**THE DATA:**

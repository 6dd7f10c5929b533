//! Upload trigger button.

use dioxus::prelude::*;

/// Props for the [`UploadButton`] component.
#[derive(Props, Clone, PartialEq)]
pub struct UploadButtonProps {
    /// Button text.
    label: &'static str,
    /// Disables the button while an upload is in flight.
    busy: bool,
    on_click: EventHandler<()>,
}

#[component]
pub fn UploadButton(props: UploadButtonProps) -> Element {
    let on_click = props.on_click;
    rsx! {
        button {
            class: "upload-button",
            disabled: props.busy,
            onclick: move |_| on_click.call(()),
            "{props.label}"
        }
    }
}
//! Locating the analysis service from inside the page.
//!
//! A host page may point the client at a different service without a
//! rebuild by carrying
//! `<meta name="csvscope-api-base" content="https://...">`.

use csvscope_core::ClientConfig;
use csvscope_core::config::BASE_URL_META;

/// The `content` of the base-URL `<meta>` tag, if the page has one.
///
/// Returns `None` outside a browser, when the tag is missing, or when it
/// has no `content` attribute.
#[must_use]
pub fn meta_base_url() -> Option<String> {
    let document = web_sys::window()?.document()?;
    let selector = format!("meta[name=\"{BASE_URL_META}\"]");
    let meta = document.query_selector(&selector).ok().flatten()?;
    meta.get_attribute("content")
}

/// Resolve the client config from the page's `<meta>` override, then
/// `build_time`, then the default.
#[must_use]
pub fn resolve_config(build_time: Option<&str>) -> ClientConfig {
    let runtime = meta_base_url();
    let config = ClientConfig::resolve(runtime.as_deref(), build_time);
    tracing::info!(
        base_url = config.base_url(),
        from_meta = runtime.is_some(),
        "analysis endpoint resolved"
    );
    config
}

**PROBLEM DESCRIPTION:**
How many of the listing's lines contain "then"? Respond with a single number and nothing else.

**SOLUTION TO THIS TASK:**
2